Illinois restricts how students are secluded and restrained
The Illinois State Board of Education voted unanimously to adopt permanent rules that ban the use of locked seclusion rooms and prohibit schools from using prone restraint, a move that restricts the state’s rules more than ever.
The new rules approved on Tuesday specify instances in which seclusion is prohibited, contrary to the previous rules which allowed seclusion only for “safety” reasons. Now, seclusion cannot be used “as discipline or punishment, convenience for staff, retaliation, a substitute for appropriate educational or behavioral support, a routine safety matter, or to prevent property damage.”
The board also banned locks on rooms, and prohibited employees from holding the doors shut to keep children inside.
Schools can place students alone in seclusion rooms when they’re “engaging in extreme physical aggression” and it would be unsafe for an adult to be present in the room with them, The Chicago Tribune reported.
Another major change is the duration of seclusion, which previously allowed schools to isolate students for 30 minutes. The new rules direct schools to release students “immediately” after they stop posing an “imminent danger” to themselves or others.
The new rules also require schools to notify the board within 48 hours of putting students in timeout or restraining them. The previous law required school to document the interventions, but there was no official oversight.

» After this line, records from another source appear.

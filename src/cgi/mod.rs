//! CGI/1.1 gateway engine.
//!
//! # Data Flow
//! ```text
//! RequestContext (from the host transport)
//!     → admission.rs (take one of `max_process` slots)
//!     → env.rs + path.rs (environment, argv, script path)
//!     → process.rs (spawn with piped stdio)
//!     → bridge/ (buffered | websocket | sse) drives IO until done,
//!       timed out or disconnected
//!     → process reaped, slot released
//! ```
//!
//! # Design Decisions
//! - Every request spawns a fresh process; nothing is pooled
//! - The admission slot and the process handle are owned by one bridge
//!   invocation and released on every exit path
//! - stderr never fails a request; it goes to the [`ErrorHandler`]

pub mod admission;
pub mod bridge;
pub mod decode;
pub mod env;
pub mod error;
pub mod gateway;
pub mod path;
pub mod process;
pub mod request;
pub mod stderr;

pub use admission::{AdmissionController, AdmissionToken};
pub use decode::ParsedResponse;
pub use env::{AmbientEnv, CgiEnvironment};
pub use error::GatewayError;
pub use gateway::{Gateway, Invocation};
pub use request::{RequestContext, TransportKind};
pub use stderr::ErrorHandler;
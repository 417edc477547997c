//! Request metadata handed to the gateway by the host transport.

use std::net::SocketAddr;

use axum::http::{HeaderMap, Method, Version};

/// Which bridge family the request arrived on.
#[derive(Debug, Clone, Copy, PartialEq, Eq)]
pub enum TransportKind {
    Http,
    WebSocket,
}

impl TransportKind {
    pub fn as_str(&self) -> &'static str {
        match self {
            TransportKind::Http => "http",
            TransportKind::WebSocket => "websocket",
        }
    }
}

/// Immutable view of one inbound request.
///
/// `path` is relative to the mount point and starts with `/`. `query` is the
/// raw (still percent-encoded) query string without the leading `?`.
#[derive(Debug, Clone)]
pub struct RequestContext {
    pub kind: TransportKind,
    pub method: Method,
    pub path: String,
    pub query: Option<String>,
    pub headers: HeaderMap,
    pub version: Version,
    pub client_addr: Option<SocketAddr>,
    pub local_addr: Option<SocketAddr>,
    /// Correlation id for logs, when the host assigned one.
    pub request_id: Option<String>,
}

impl RequestContext {
    /// A bare `GET` context for `path`.
    pub fn new(kind: TransportKind, path: impl Into<String>) -> Self {
        Self {
            kind,
            method: Method::GET,
            path: path.into(),
            query: None,
            headers: HeaderMap::new(),
            version: Version::HTTP_11,
            client_addr: None,
            local_addr: None,
            request_id: None,
        }
    }

    /// Last path segment, used in client-facing error messages.
    pub fn script_name(&self) -> &str {
        crate::cgi::path::last_segment(&self.path)
    }
}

Tuesday’s decision comes after a Chicago Tribune and ProPublica Illinois investigation in November revealed extensive misuse of isolated timeout and restraint in Illinois schools. “The Quiet Rooms” investigation found that school districts were using the interventions as punishment and in ways that violated the law.

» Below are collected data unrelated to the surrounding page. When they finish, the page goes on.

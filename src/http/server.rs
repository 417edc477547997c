//! HTTP server setup and configuration.
//!
//! # Responsibilities
//! - Create Axum Router with one sub-router per enabled mount
//! - Wire up middleware (tracing, timeout, request ID)
//! - Bind server to listener with client address info
//! - Stop accepting when the shutdown signal fires

use std::net::SocketAddr;
use std::time::Duration;

use axum::{
    body::Body,
    extract::State,
    http::{Method, Request, StatusCode},
    response::{IntoResponse, Response},
    routing::{any, MethodRouter},
    Router,
};
use bytes::Bytes;
use http_body_util::LengthLimitError;
use tokio::net::TcpListener;
use tokio::sync::broadcast;
use tower::ServiceBuilder;
use tower_http::{
    request_id::{PropagateRequestIdLayer, SetRequestIdLayer},
    timeout::TimeoutLayer,
    trace::TraceLayer,
};

use crate::cgi::{Gateway, GatewayError, TransportKind};
use crate::config::GatewayConfig;
use crate::http::request::{request_context, MakeRequestUuid};
use crate::http::{sse, websocket};

/// Application state injected into handlers.
#[derive(Clone)]
pub struct AppState {
    pub gateway: Gateway,
    /// Address the listener is bound to, source of `SERVER_NAME`/`SERVER_PORT`.
    pub local_addr: Option<SocketAddr>,
    pub max_body_size: usize,
}

/// HTTP server hosting the gateway bridges.
pub struct HttpServer {
    config: GatewayConfig,
    gateway: Gateway,
}

impl HttpServer {
    /// Create a new HTTP server with the given configuration.
    pub fn new(config: GatewayConfig, gateway: Gateway) -> Self {
        Self { config, gateway }
    }

    /// Build the Axum router with all middleware layers.
    pub fn router(&self, local_addr: Option<SocketAddr>) -> Router {
        let state = AppState {
            gateway: self.gateway.clone(),
            local_addr,
            max_body_size: self.config.limits.max_body_size,
        };

        let mounts = &self.config.mounts;
        let mut app = Router::new();
        if let Some(prefix) = &mounts.http {
            app = mount(app, prefix, scripts(any(cgi_handler)));
        }
        if let Some(prefix) = &mounts.websocket {
            app = mount(app, prefix, scripts(any(websocket::websocket_handler)));
        }
        if let Some(prefix) = &mounts.sse {
            app = mount(app, prefix, scripts(any(sse::sse_handler)));
        }

        app.with_state(state).layer(
            ServiceBuilder::new()
                .layer(SetRequestIdLayer::x_request_id(MakeRequestUuid))
                .layer(TraceLayer::new_for_http())
                .layer(PropagateRequestIdLayer::x_request_id())
                .layer(TimeoutLayer::with_status_code(
                    StatusCode::REQUEST_TIMEOUT,
                    Duration::from_secs(self.config.limits.request_secs),
                )),
        )
    }

    /// Run the server, accepting connections on the given listener until
    /// `shutdown` fires.
    pub async fn run(
        self,
        listener: TcpListener,
        mut shutdown: broadcast::Receiver<()>,
    ) -> Result<(), std::io::Error> {
        let addr = listener.local_addr()?;
        tracing::info!(
            address = %addr,
            mounts = ?self.config.mounts.enabled(),
            "HTTP server starting"
        );

        let app = self
            .router(Some(addr))
            .into_make_service_with_connect_info::<SocketAddr>();

        axum::serve(listener, app)
            .with_graceful_shutdown(async move {
                let _ = shutdown.recv().await;
                tracing::info!("Shutdown signal received");
            })
            .await?;

        tracing::info!("HTTP server stopped");
        Ok(())
    }

    pub fn gateway(&self) -> &Gateway {
        &self.gateway
    }

    /// Get a reference to the config.
    pub fn config(&self) -> &GatewayConfig {
        &self.config
    }
}

/// Routes for the mount root and every path below it.
fn scripts(handler: MethodRouter<AppState>) -> Router<AppState> {
    Router::new()
        .route("/", handler.clone())
        .route("/{*path}", handler)
}

fn mount(app: Router<AppState>, prefix: &str, routes: Router<AppState>) -> Router<AppState> {
    // Axum refuses to nest at the root.
    if prefix == "/" {
        app.merge(routes)
    } else {
        app.nest(prefix, routes)
    }
}

/// Buffered CGI handler: whole request in, decoded script output out.
async fn cgi_handler(State(state): State<AppState>, request: Request<Body>) -> Response {
    let (parts, body) = request.into_parts();
    let ctx = request_context(TransportKind::Http, &parts, state.local_addr);

    let body = match read_body(&parts.method, body, state.max_body_size).await {
        Ok(body) => body,
        Err(e) => return e.into_response(),
    };
    state.gateway.serve_http(&ctx, body).await
}

/// Collect the request body. Only `POST` carries one to the script.
pub(crate) async fn read_body(
    method: &Method,
    body: Body,
    limit: usize,
) -> Result<Option<Bytes>, GatewayError> {
    if method != Method::POST {
        return Ok(None);
    }
    match axum::body::to_bytes(body, limit).await {
        Ok(bytes) => Ok(Some(bytes)),
        Err(e) if exceeds_limit(&e) => Err(GatewayError::BodyTooLarge),
        Err(e) => {
            tracing::debug!(error = %e, "Failed to read request body");
            Err(GatewayError::BodyRead(e.to_string()))
        }
    }
}

fn exceeds_limit(error: &axum::Error) -> bool {
    let mut source = std::error::Error::source(error);
    while let Some(e) = source {
        if e.is::<LengthLimitError>() {
            return true;
        }
        source = e.source();
    }
    false
}

#[cfg(test)]
mod tests {
    use super::*;
    use crate::cgi::{AmbientEnv, ErrorHandler};
    use tower::ServiceExt;

    fn server(root: &std::path::Path, configure: impl FnOnce(&mut GatewayConfig)) -> HttpServer {
        let mut config = GatewayConfig::default();
        config.cgi.root = root.to_path_buf();
        configure(&mut config);
        let gateway = Gateway::new(&config.cgi, AmbientEnv::default(), ErrorHandler::log());
        HttpServer::new(config, gateway)
    }

    async fn get(server: &HttpServer, uri: &str) -> Response {
        let request = Request::builder().uri(uri).body(Body::empty()).unwrap();
        server.router(None).oneshot(request).await.unwrap()
    }

    #[tokio::test]
    async fn test_mount_prefix_is_stripped() {
        let root = tempfile::tempdir().unwrap();
        let server = server(root.path(), |_| {});

        let response = get(&server, "/cgi-bin/missing.sh").await;
        assert_eq!(response.status(), 404);
        assert!(response.headers().contains_key("x-request-id"));
        let body = axum::body::to_bytes(response.into_body(), 1024).await.unwrap();
        assert_eq!(&body[..], b"No such CGI script missing.sh");
    }

    #[tokio::test]
    async fn test_unmounted_path_never_reaches_gateway() {
        let root = tempfile::tempdir().unwrap();
        let server = server(root.path(), |_| {});

        let response = get(&server, "/elsewhere/script.sh").await;
        assert_eq!(response.status(), 404);
        assert_eq!(server.gateway().admission().in_use(), 0);
        let body = axum::body::to_bytes(response.into_body(), 1024).await.unwrap();
        assert!(body.is_empty());
    }

    #[tokio::test]
    async fn test_root_mount() {
        let root = tempfile::tempdir().unwrap();
        std::fs::create_dir(root.path().join("dir")).unwrap();
        let server = server(root.path(), |config| {
            config.mounts.http = Some("/".to_string());
            config.mounts.websocket = None;
            config.mounts.sse = None;
        });

        assert_eq!(get(&server, "/dir").await.status(), 403);
        assert_eq!(get(&server, "/nope.sh").await.status(), 404);
    }

    #[tokio::test]
    async fn test_read_body_only_for_post() {
        let body = read_body(&Method::GET, Body::from("ignored"), 16).await.unwrap();
        assert!(body.is_none());

        let body = read_body(&Method::POST, Body::from("payload"), 16).await.unwrap();
        assert_eq!(body.as_deref(), Some(&b"payload"[..]));
    }

    #[tokio::test]
    async fn test_read_body_limit() {
        let err = read_body(&Method::POST, Body::from(vec![b'x'; 32]), 16)
            .await
            .unwrap_err();
        assert!(matches!(err, GatewayError::BodyTooLarge));
    }

    #[tokio::test]
    async fn test_read_body_transport_error() {
        let chunks = futures_util::stream::iter(vec![
            Ok(Bytes::from_static(b"par")),
            Err(std::io::Error::new(std::io::ErrorKind::ConnectionReset, "reset")),
        ]);
        let err = read_body(&Method::POST, Body::from_stream(chunks), 1024)
            .await
            .unwrap_err();
        assert!(matches!(err, GatewayError::BodyRead(_)));
        assert_eq!(err.status_code(), StatusCode::BAD_REQUEST);
    }

    #[cfg(unix)]
    #[tokio::test]
    async fn test_slow_script_hits_request_timeout() {
        use std::os::unix::fs::PermissionsExt;

        let root = tempfile::tempdir().unwrap();
        let script = root.path().join("slow.sh");
        std::fs::write(&script, "#!/bin/sh\nsleep 5\n").unwrap();
        std::fs::set_permissions(&script, std::fs::Permissions::from_mode(0o755)).unwrap();
        let server = server(root.path(), |config| {
            config.cgi.timeout_secs = 10.0;
            config.limits.request_secs = 1;
        });

        let response = get(&server, "/cgi-bin/slow.sh").await;
        assert_eq!(response.status(), StatusCode::REQUEST_TIMEOUT);
    }
}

The measures must be approved by a separate state agency before they are enacted permanently. In the meantime, the board has submitted them as emergency rules to be made effective immediately.
The board had intended to ban involuntary, closed-door timeout in state schools, but pressure from special-education schools hindered the move.
Board Chair Darren Reisberg acknowledged the tension between disability advocates who believe the rules don’t go far enough, while some educators think they go too far and could create dangerous situations at schools.
“It is not going to be perfect,” he said. “We will have to see how this plays out.”
Cheryl Jansen, public policy director for the state disabilities watchdog organization Equip for Equality, opposed the board’s decision not to enforce a total ban on isolated timeout.
“We believe the proposed rules have been seriously weakened and that they fail to adequately protect students from these dangerous and traumatic practices,” Jansen told board members before the vote.
Meanwhile, Cynthia Pratt, a special-education teacher in Normal, told board members that the new rules are a “step in the right direction.”